▶ [ABOUT THIS EXERCISE]: Please reproduce the data in its entirety, word for word.

▶ [DATASET ENTRIES]:
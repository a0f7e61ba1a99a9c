//! Error types for tactical analysis.
//!
//! The error surface is deliberately narrow. The engine is pure math over
//! well-typed scalars, so almost every boundary condition is a defined value
//! rather than a fault:
//!
//! - **Missing wind data** on a sample: the computation skips that sample.
//! - **Division by zero** (zero expected distance, zero target speed): the
//!   result is defined as 0.
//! - **Out-of-range polar lookup**: the score is defined as 0.
//!
//! What remains is caller-supplied data that violates a contract and would
//! otherwise flow silently into nonsense output:
//!
//! - **Coordinate Errors**: latitude/longitude outside WGS84 range
//! - **Polar Table Errors**: ragged or mis-sized calibration tables
//!
//! ## Helper Constructors
//!
//! Use helper methods for common error scenarios:
//!
//! ```rust
//! use afterguard::AnalysisError;
//!
//! let coord_error = AnalysisError::invalid_coordinate(91.2, 153.0);
//! let polar_error = AnalysisError::invalid_polar("twa axis is not ascending");
//! assert!(coord_error.to_string().contains("91.2"));
//! ```

use thiserror::Error;

/// Result type alias for analysis operations.
pub type Result<T, E = AnalysisError> = std::result::Result<T, E>;

/// Main error type for tactical analysis operations.
#[derive(Error, Debug)]
#[non_exhaustive]
pub enum AnalysisError {
    #[error("coordinate out of range: lat {lat}, lon {lon} (expected lat in [-90,90], lon in [-180,180])")]
    InvalidCoordinate { lat: f64, lon: f64 },

    #[error("invalid polar table: {reason}")]
    InvalidPolar { reason: String },
}

impl AnalysisError {
    /// Helper constructor for out-of-range coordinates.
    pub fn invalid_coordinate(lat: f64, lon: f64) -> Self {
        AnalysisError::InvalidCoordinate { lat, lon }
    }

    /// Helper constructor for malformed polar tables.
    pub fn invalid_polar(reason: impl Into<String>) -> Self {
        AnalysisError::InvalidPolar { reason: reason.into() }
    }
}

▶ [RESPONSE AREA]:
repository a0f7e61ba1a99a9c
//! Error types for tactical analysis.
//!
//! The error surface is deliberately narrow. The engine is pure math over
//! well-typed scalars, so almost every boundary condition is a defined value
//! rather than a fault:
//!
//! - **Missing wind data** on a sample: the computation skips that sample.
//! - **Division by zero** (zero expected distance, zero target speed): the
//!   result is defined as 0.
//! - **Out-of-range polar lookup**: the score is defined as 0.
//!
//! What remains is caller-supplied data that violates a contract and would
//! otherwise flow silently into nonsense output:
//!
//! - **Coordinate Errors**: latitude/longitude outside WGS84 range
//! - **Polar Table Errors**: ragged or mis-sized calibration tables
//!
//! ## Helper Constructors
//!
//! Use helper methods for common error scenarios:
//!
//! ```rust
//! use afterguard::AnalysisError;
//!
//! let coord_error = AnalysisError::invalid_coordinate(91.2, 153.0);
//! let polar_error = AnalysisError::invalid_polar("twa axis is not ascending");
//! assert!(coord_error.to_string().contains("91.2"));
//! ```

use thiserror::Error;

/// Result type alias for analysis operations.
pub type Result<T, E = AnalysisError> = std::result::Result<T, E>;

/// Main error type for tactical analysis operations.
#[derive(Error, Debug)]
#[non_exhaustive]
pub enum AnalysisError {
    #[error("coordinate out of range: lat {lat}, lon {lon} (expected lat in [-90,90], lon in [-180,180])")]
    InvalidCoordinate { lat: f64, lon: f64 },

    #[error("invalid polar table: {reason}")]
    InvalidPolar { reason: String },
}

impl AnalysisError {
    /// Helper constructor for out-of-range coordinates.
    pub fn invalid_coordinate(lat: f64, lon: f64) -> Self {
        AnalysisError::InvalidCoordinate { lat, lon }
    }

    /// Helper constructor for malformed polar tables.
    pub fn invalid_polar(reason: impl Into<String>) -> Self {
        AnalysisError::InvalidPolar { reason: reason.into() }
    }
}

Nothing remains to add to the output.